== Segment start ==
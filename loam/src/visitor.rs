//! The tracing capability: cells report their strong references to a
//! [`Visitor`] during mark, and never outside it.

use std::collections::{BTreeMap, HashMap};

use crate::{CellId, Handle, HeapObject, Value};

/// Callback handed to [`Visitable::visit_edges`] during the mark phase.
///
/// Only strong references go through a visitor. Weak references are lookups,
/// not edges, and must not be reported.
pub trait Visitor {
    fn visit(&mut self, id: CellId);

    /// Visit a tagged value. Only the cell case marks; doubles and boxed
    /// values carry no reference.
    fn visit_value(&mut self, value: Value) {
        if value.is_cell() {
            self.visit(value.as_cell());
        }
    }
}

/// Implemented by anything the collector can trace through: cells
/// themselves, and the scalar containers cells are built from.
pub trait Visitable {
    fn visit_edges(&self, visitor: &mut dyn Visitor);
}

impl Visitable for Value {
    #[inline]
    fn visit_edges(&self, visitor: &mut dyn Visitor) {
        visitor.visit_value(*self);
    }
}

impl<T: HeapObject> Visitable for Handle<T> {
    #[inline]
    fn visit_edges(&self, visitor: &mut dyn Visitor) {
        visitor.visit(self.id());
    }
}

// An absent reference is a no-op.
impl<T: Visitable> Visitable for Option<T> {
    #[inline]
    fn visit_edges(&self, visitor: &mut dyn Visitor) {
        if let Some(inner) = self {
            inner.visit_edges(visitor);
        }
    }
}

impl<T: Visitable> Visitable for [T] {
    #[inline]
    fn visit_edges(&self, visitor: &mut dyn Visitor) {
        for item in self {
            item.visit_edges(visitor);
        }
    }
}

impl<T: Visitable> Visitable for Vec<T> {
    #[inline]
    fn visit_edges(&self, visitor: &mut dyn Visitor) {
        self.as_slice().visit_edges(visitor);
    }
}

impl<T: Visitable> Visitable for Box<[T]> {
    #[inline]
    fn visit_edges(&self, visitor: &mut dyn Visitor) {
        self.as_ref().visit_edges(visitor);
    }
}

// Maps trace their values; keys are interned names or scalars in practice
// and stay with the embedder if they ever reference cells.
impl<K, V: Visitable, S> Visitable for HashMap<K, V, S> {
    fn visit_edges(&self, visitor: &mut dyn Visitor) {
        for value in self.values() {
            value.visit_edges(visitor);
        }
    }
}

impl<K, V: Visitable> Visitable for BTreeMap<K, V> {
    fn visit_edges(&self, visitor: &mut dyn Visitor) {
        for value in self.values() {
            value.visit_edges(visitor);
        }
    }
}
pub mod channel;
pub mod combinators;
pub mod lock;

pub use channel::Channel;
pub use combinators::{
    SubscribeMode, fork_effect, join, join_all, race, sequence, sleep, subscribe,
};
pub use lock::{Lock, LockGuard};
use std::cell::RefCell;
use std::collections::VecDeque;
use std::rc::Rc;

use uuid::Uuid;
use weft_types::{Ctx, Effect, Value};

/// Bounded queue with blocking `put` and `get`.
///
/// A put delivers straight to a parked getter when one exists, buffers while
/// the buffer has room, and otherwise parks with its value until a getter
/// frees a slot. A get drains the buffer (promoting the oldest parked put
/// into the freed slot), takes directly from a parked put when the buffer is
/// empty, and otherwise parks. Parked operations carry cancel hooks that
/// retract them — and their values — when their strand is cancelled.
#[derive(Clone)]
pub struct Channel {
    state: Rc<RefCell<ChannelState>>,
    capacity: usize,
    key_prefix: String,
}

#[derive(Default)]
struct ChannelState {
    buffer: VecDeque<Value>,
    pending_puts: VecDeque<(u64, Value)>,
    pending_gets: VecDeque<u64>,
    next_ticket: u64,
}

enum PutAction {
    Delivered(u64, Value),
    Buffered,
    Parked(u64),
}

enum GetAction {
    Taken(Value, Option<u64>),
    Parked(u64),
}

impl Channel {
    pub fn new(capacity: usize) -> Self {
        Self {
            state: Rc::default(),
            capacity,
            key_prefix: format!("chan.{}", Uuid::new_v4()),
        }
    }

    fn put_key(&self, ticket: u64) -> String {
        format!("{}.put.{}", self.key_prefix, ticket)
    }

    fn get_key(&self, ticket: u64) -> String {
        format!("{}.get.{}", self.key_prefix, ticket)
    }

    /// Whether a get could complete without parking.
    pub fn has_work(&self) -> bool {
        let state = self.state.borrow();
        !state.buffer.is_empty() || !state.pending_puts.is_empty()
    }

    pub async fn put(&self, ctx: &Ctx, value: Value) {
        let action = {
            let mut state = self.state.borrow_mut();
            if let Some(getter) = state.pending_gets.pop_front() {
                PutAction::Delivered(getter, value)
            } else if state.buffer.len() < self.capacity {
                state.buffer.push_back(value);
                PutAction::Buffered
            } else {
                let ticket = state.next_ticket;
                state.next_ticket += 1;
                state.pending_puts.push_back((ticket, value));
                PutAction::Parked(ticket)
            }
        };
        match action {
            PutAction::Delivered(getter, value) => {
                ctx.perform(Effect::broadcast_immediate(self.get_key(getter), value))
                    .await;
            }
            PutAction::Buffered => {}
            PutAction::Parked(ticket) => {
                let state = Rc::clone(&self.state);
                let retract = move || {
                    state
                        .borrow_mut()
                        .pending_puts
                        .retain(|(queued, _)| *queued != ticket);
                };
                ctx.perform(Effect::receive(self.put_key(ticket)).with_cancel_hook(retract))
                    .await;
            }
        }
    }

    pub async fn get(&self, ctx: &Ctx) -> Value {
        let action = {
            let mut state = self.state.borrow_mut();
            if let Some(value) = state.buffer.pop_front() {
                let promoted = state.pending_puts.pop_front().map(|(ticket, queued)| {
                    state.buffer.push_back(queued);
                    ticket
                });
                GetAction::Taken(value, promoted)
            } else if let Some((ticket, value)) = state.pending_puts.pop_front() {
                // zero-capacity rendezvous
                GetAction::Taken(value, Some(ticket))
            } else {
                let ticket = state.next_ticket;
                state.next_ticket += 1;
                state.pending_gets.push_back(ticket);
                GetAction::Parked(ticket)
            }
        };
        match action {
            GetAction::Taken(value, woken_put) => {
                if let Some(ticket) = woken_put {
                    ctx.perform(Effect::broadcast_immediate(
                        self.put_key(ticket),
                        Value::unit(),
                    ))
                    .await;
                }
                value
            }
            GetAction::Parked(ticket) => {
                let state = Rc::clone(&self.state);
                let retract = move || {
                    state
                        .borrow_mut()
                        .pending_gets
                        .retain(|queued| *queued != ticket);
                };
                ctx.perform(Effect::receive(self.get_key(ticket)).with_cancel_hook(retract))
                    .await
            }
        }
    }
}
== Segment end ==
Once you have read the records above, please copy them out exactly.

Exercise answer:
filename loam/src/visitor.rs
//! The tracing capability: cells report their strong references to a
//! [`Visitor`] during mark, and never outside it.

use std::collections::{BTreeMap, HashMap};

use crate::{CellId, Handle, HeapObject, Value};

/// Callback handed to [`Visitable::visit_edges`] during the mark phase.
///
/// Only strong references go through a visitor. Weak references are lookups,
/// not edges, and must not be reported.
pub trait Visitor {
    fn visit(&mut self, id: CellId);

    /// Visit a tagged value. Only the cell case marks; doubles and boxed
    /// values carry no reference.
    fn visit_value(&mut self, value: Value) {
        if value.is_cell() {
            self.visit(value.as_cell());
        }
    }
}

/// Implemented by anything the collector can trace through: cells
/// themselves, and the scalar containers cells are built from.
pub trait Visitable {
    fn visit_edges(&self, visitor: &mut dyn Visitor);
}

impl Visitable for Value {
    #[inline]
    fn visit_edges(&self, visitor: &mut dyn Visitor) {
        visitor.visit_value(*self);
    }
}

impl<T: HeapObject> Visitable for Handle<T> {
    #[inline]
    fn visit_edges(&self, visitor: &mut dyn Visitor) {
        visitor.visit(self.id());
    }
}

// An absent reference is a no-op.
impl<T: Visitable> Visitable for Option<T> {
    #[inline]
    fn visit_edges(&self, visitor: &mut dyn Visitor) {
        if let Some(inner) = self {
            inner.visit_edges(visitor);
        }
    }
}

impl<T: Visitable> Visitable for [T] {
    #[inline]
    fn visit_edges(&self, visitor: &mut dyn Visitor) {
        for item in self {
            item.visit_edges(visitor);
        }
    }
}

impl<T: Visitable> Visitable for Vec<T> {
    #[inline]
    fn visit_edges(&self, visitor: &mut dyn Visitor) {
        self.as_slice().visit_edges(visitor);
    }
}

impl<T: Visitable> Visitable for Box<[T]> {
    #[inline]
    fn visit_edges(&self, visitor: &mut dyn Visitor) {
        self.as_ref().visit_edges(visitor);
    }
}

// Maps trace their values; keys are interned names or scalars in practice
// and stay with the embedder if they ever reference cells.
impl<K, V: Visitable, S> Visitable for HashMap<K, V, S> {
    fn visit_edges(&self, visitor: &mut dyn Visitor) {
        for value in self.values() {
            value.visit_edges(visitor);
        }
    }
}

impl<K, V: Visitable> Visitable for BTreeMap<K, V> {
    fn visit_edges(&self, visitor: &mut dyn Visitor) {
        for value in self.values() {
            value.visit_edges(visitor);
        }
    }
}
pub mod channel;
pub mod combinators;
pub mod lock;

pub use channel::Channel;
pub use combinators::{
    SubscribeMode, fork_effect, join, join_all, race, sequence, sleep, subscribe,
};
pub use lock::{Lock, LockGuard};
use std::cell::RefCell;
use std::collections::VecDeque;
use std::rc::Rc;

use uuid::Uuid;
use weft_types::{Ctx, Effect, Value};

/// Bounded queue with blocking `put` and `get`.
///
/// A put delivers straight to a parked getter when one exists, buffers while
/// the buffer has room, and otherwise parks with its value until a getter
/// frees a slot. A get drains the buffer (promoting the oldest parked put
/// into the freed slot), takes directly from a parked put when the buffer is
/// empty, and otherwise parks. Parked operations carry cancel hooks that
/// retract them — and their values — when their strand is cancelled.
#[derive(Clone)]
pub struct Channel {
    state: Rc<RefCell<ChannelState>>,
    capacity: usize,
    key_prefix: String,
}

#[derive(Default)]
struct ChannelState {
    buffer: VecDeque<Value>,
    pending_puts: VecDeque<(u64, Value)>,
    pending_gets: VecDeque<u64>,
    next_ticket: u64,
}

enum PutAction {
    Delivered(u64, Value),
    Buffered,
    Parked(u64),
}

enum GetAction {
    Taken(Value, Option<u64>),
    Parked(u64),
}

impl Channel {
    pub fn new(capacity: usize) -> Self {
        Self {
            state: Rc::default(),
            capacity,
            key_prefix: format!("chan.{}", Uuid::new_v4()),
        }
    }

    fn put_key(&self, ticket: u64) -> String {
        format!("{}.put.{}", self.key_prefix, ticket)
    }

    fn get_key(&self, ticket: u64) -> String {
        format!("{}.get.{}", self.key_prefix, ticket)
    }

    /// Whether a get could complete without parking.
    pub fn has_work(&self) -> bool {
        let state = self.state.borrow();
        !state.buffer.is_empty() || !state.pending_puts.is_empty()
    }

    pub async fn put(&self, ctx: &Ctx, value: Value) {
        let action = {
            let mut state = self.state.borrow_mut();
            if let Some(getter) = state.pending_gets.pop_front() {
                PutAction::Delivered(getter, value)
            } else if state.buffer.len() < self.capacity {
                state.buffer.push_back(value);
                PutAction::Buffered
            } else {
                let ticket = state.next_ticket;
                state.next_ticket += 1;
                state.pending_puts.push_back((ticket, value));
                PutAction::Parked(ticket)
            }
        };
        match action {
            PutAction::Delivered(getter, value) => {
                ctx.perform(Effect::broadcast_immediate(self.get_key(getter), value))
                    .await;
            }
            PutAction::Buffered => {}
            PutAction::Parked(ticket) => {
                let state = Rc::clone(&self.state);
                let retract = move || {
                    state
                        .borrow_mut()
                        .pending_puts
                        .retain(|(queued, _)| *queued != ticket);
                };
                ctx.perform(Effect::receive(self.put_key(ticket)).with_cancel_hook(retract))
                    .await;
            }
        }
    }

    pub async fn get(&self, ctx: &Ctx) -> Value {
        let action = {
            let mut state = self.state.borrow_mut();
            if let Some(value) = state.buffer.pop_front() {
                let promoted = state.pending_puts.pop_front().map(|(ticket, queued)| {
                    state.buffer.push_back(queued);
                    ticket
                });
                GetAction::Taken(value, promoted)
            } else if let Some((ticket, value)) = state.pending_puts.pop_front() {
                // zero-capacity rendezvous
                GetAction::Taken(value, Some(ticket))
            } else {
                let ticket = state.next_ticket;
                state.next_ticket += 1;
                state.pending_gets.push_back(ticket);
                GetAction::Parked(ticket)
            }
        };
        match action {
            GetAction::Taken(value, woken_put) => {
                if let Some(ticket) = woken_put {
                    ctx.perform(Effect::broadcast_immediate(
                        self.put_key(ticket),
                        Value::unit(),
                    ))
                    .await;
                }
                value
            }
            GetAction::Parked(ticket) => {
                let state = Rc::clone(&self.state);
                let retract = move || {
                    state
                        .borrow_mut()
                        .pending_gets
                        .retain(|queued| *queued != ticket);
                };
                ctx.perform(Effect::receive(self.get_key(ticket)).with_cancel_hook(retract))
                    .await
            }
        }
    }
}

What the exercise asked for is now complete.